In high school, after she learned she wouldn’t get into the University of Washington, Shelzy Juta thought about not attending college at all. 

But the Seattle Promise program offered something hard to pass up: two years of free community college, and she could quit at any time.

She never did. 

Today, the freshly admitted UW student is one of about a quarter of students in her Promise program class who have graduated from community college.

With more than $10 million in additional federal funding, city officials are making changes to the program to raise the odds for current and future Promise program participants, including incentives to bring back 500 students who dropped out during the pandemic. 

Last school year, more than a third of students enrolled in Seattle Promise — the city’s tuition-free community college program — dropped out or became ineligible for the program. 

The city is now allowing them the chance to reenroll in the program, and extended the amount of time these students can take classes for free, which is typically two years. 


The $40 million program began in 2018 after voters approved a citywide levy. It helps more than 1,100 students attend community college, a 467% increase from the first year’s cohort, which was just shy of 200 students. It was created to help offset longstanding socioeconomic inequities in college completion and access to the region’s job market. Most participants — graduates of Seattle’s public high schools — have been kids of color. 

Students are eligible regardless of GPA or income level. Baltimore, Boston and San Francisco have similar programs. 

Attempts at establishing a nationwide community college program have been mired in partisan politics. It was among President Joe Biden’s campaign promises to “rebuild the middle class,” but just last month, the idea was removed from the $1.2 trillion infrastructure bill passed by Congress last week. 

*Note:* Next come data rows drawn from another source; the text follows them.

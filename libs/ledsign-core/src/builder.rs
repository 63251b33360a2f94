//! # Primitive Builder
//!
//! Builds the base plate and one hole solid per LED. No boolean operation
//! happens here.

use config::constants::MIN_HOLE_SEGMENTS;
use glam::{DVec2, DVec3};
use ledsign_layout::{Grid, Panel};
use ledsign_mesh::primitives::{create_box, create_cylinder};
use ledsign_mesh::{Mesh, MeshError};
use rayon::prelude::*;

/// Builds the solid base plate.
///
/// The plate is centered in X/Y and occupies `Z ∈ [0, thickness]`.
pub fn build_base_plate(panel: &Panel) -> Result<Mesh, MeshError> {
    let mut plate = create_box(
        DVec3::new(panel.width(), panel.height(), panel.thickness()),
        true,
    )?;
    plate.translate(DVec3::new(0.0, 0.0, panel.thickness() / 2.0));
    Ok(plate)
}

/// Builds one cylindrical hole solid.
///
/// # Arguments
///
/// * `center` - Hole axis in the model frame
/// * `diameter` - Hole diameter (radius is `diameter / 2`)
/// * `depth` - Hole depth; the cylinder spans `Z ∈ [0, depth]`
/// * `segments` - Sides of the polygonal cross-section (at least 32)
pub fn build_hole(
    center: DVec2,
    diameter: f64,
    depth: f64,
    segments: u32,
) -> Result<Mesh, MeshError> {
    if segments < MIN_HOLE_SEGMENTS {
        return Err(MeshError::degenerate(format!(
            "Hole needs at least {MIN_HOLE_SEGMENTS} segments: {segments}"
        )));
    }
    if !center.is_finite() {
        return Err(MeshError::degenerate(format!(
            "Hole center must be finite: {center:?}"
        )));
    }

    let mut hole = create_cylinder(depth, diameter / 2.0, true, segments)?;
    hole.translate(DVec3::new(center.x, center.y, depth / 2.0));
    Ok(hole)
}

/// Builds a hole for every grid position, in grid order.
///
/// Positions are mapped from panel-local coordinates into the model frame.
/// Holes are generated in parallel. A position outside the panel outline is
/// a [`MeshError::DegenerateGeometry`].
pub fn build_holes(
    panel: &Panel,
    grid: &Grid,
    diameter: f64,
    depth: f64,
    segments: u32,
) -> Result<Vec<Mesh>, MeshError> {
    grid.positions()
        .par_iter()
        .map(|&led| {
            if !panel.contains(led) {
                return Err(MeshError::degenerate(format!(
                    "LED at ({}, {}) lies outside the {} x {} panel",
                    led.x,
                    led.y,
                    panel.width(),
                    panel.height()
                )));
            }
            build_hole(panel.to_model_frame(led), diameter, depth, segments)
        })
        .collect()
}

About a quarter of students who started Seattle Promise in fall 2018 and 2019 completed their studies in two years. After three years, the success rate improved: More than a third of the 2018 cohort completed a degree, 9 percentage points higher than the national average for community colleges. 

Also in the works: a new program to ease students’ transition into UW after getting an associate degree, and bigger scholarships to help students cover living expenses and other costs associated with college.

“It’s going to provide our scholars with new, robust support, and continue to push those graduation rates up,” said Dwane Chappelle, who directs the city’s Department of Education and Early Learning. “We want to make sure that we’re building better transition points [for students]. We want [those transitions] to be as seamless as possible.” 


More help for students transferring to four-year universities is needed, said Juta. 

“I had a hard time figuring out how to transfer” credits, she said. As part of the partnership, UW will dedicate a staff member to helping Promise students ease into the university. It will also provide an academic bridge program, allowing students to enroll in some university classes before officially transferring, and provide mentorship. 

Applying to the Promise program was easy, Juta said. Seattle Colleges and her high school, Chief Sealth, held information sessions, and she was already taking classes at South Seattle through Running Start, a program that allows high school students to take community college classes and earn college credit.

Her first round of classes paid by the Promise program, including a business calculus course, proved exceptionally difficult — hard enough for her to consider putting it aside. The program’s staff encouraged her to push through, and she later ended up on the dean’s list. 

“I didn’t take school seriously in high school, and people thought that I would work a dead-end job,” she said. “They convinced me that I was made for better.” 

Coaching through the program also helped her find the right career path; she’d originally wanted to go into medicine, but changed her mind after meeting local entrepreneurs during a summer orientation program. She dreams of making enough money to open an all-women gym. 

City officials expect this round of federal investments to last through 2023. But if the changes they make prove effective, they said, they will find a more permanent funding source.